I've read a long time ago (198x-9x) a book titled "midi sequencing in C" by Jim Conger, addressing all your questions. It included the source code of a complete MIDI sequencer project, built from scratch.
MIDI is a real-time protocol. The most interesting (and quite easy) aspect of MIDI is receiving and sending MIDI messages in real time. The "rtmidi" library provides exactly that (and nothing more). SMF (Standard MIDI File) is another thing, intended as an interchange format between MIDI sequencers. Parsing SMF is only a minimal part of the problem of creating a MIDI sequencer/player. The "sequencer" part means scheduling the "frozen" MIDI events to OUT ports in the right time. That involves keeping track of time very carefully, and taking into account musical elements like "tempo".
You may find "MIDI Sequencer" functionality (MIDI events scheduling) included in most operating systems, In Windows, look for midiStreamOpen() in mmsystem.h, in macOS you may want to look to MusicPlayer and MusicSequence in the AudioToolbox.framework, and in Linux, ALSA Sequencer offers similar functionality.
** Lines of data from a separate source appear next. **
//! Linguo CLI entry point.

use anyhow::Result;
use clap::Parser;

use linguo::cli::{Cli, Commands};
use linguo::domain::models::Config;
use linguo::infrastructure::config::ConfigLoader;
use linguo::infrastructure::logging::{LogConfig, LoggerImpl};

fn load_config(cli: &Cli) -> Result<Config> {
    match &cli.config {
        Some(path) => ConfigLoader::load_from_file(path),
        None => ConfigLoader::load(),
    }
}

#[tokio::main]
async fn main() {
    let cli = Cli::parse();

    let config = match load_config(&cli) {
        Ok(config) => config,
        Err(err) => linguo::cli::handle_error(err, cli.json),
    };

    let _logger = match LoggerImpl::init(&LogConfig::from(&config.logging)) {
        Ok(logger) => logger,
        Err(err) => linguo::cli::handle_error(err, cli.json),
    };

    let result = match cli.command {
        Commands::Fetch(args) => linguo::cli::commands::fetch::execute(args, &config, cli.json).await,
        Commands::Refresh(args) => {
            linguo::cli::commands::refresh::execute(args, &config, cli.json).await
        }
        Commands::Languages(args) => {
            linguo::cli::commands::languages::execute(args, &config, cli.json)
        }
        Commands::Config => linguo::cli::commands::config::execute(&config, cli.json),
    };

    if let Err(err) = result {
        linguo::cli::handle_error(err, cli.json);
    }
}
Finally, I'm the author of the Drumstick libraries (for Qt/C++), which you can find at Sourceforge. If you are interested in Linux, you will find a complete object-oriented wrapper around the ALSA Sequencer interfaces. Other libraries (multiplatform) are SMF parsing/writing classes (along with other sequencer formats) and realtime MIDI IO. You may also be interested in the source code examples: playsmf (command line) and guiplayer (graphical UI).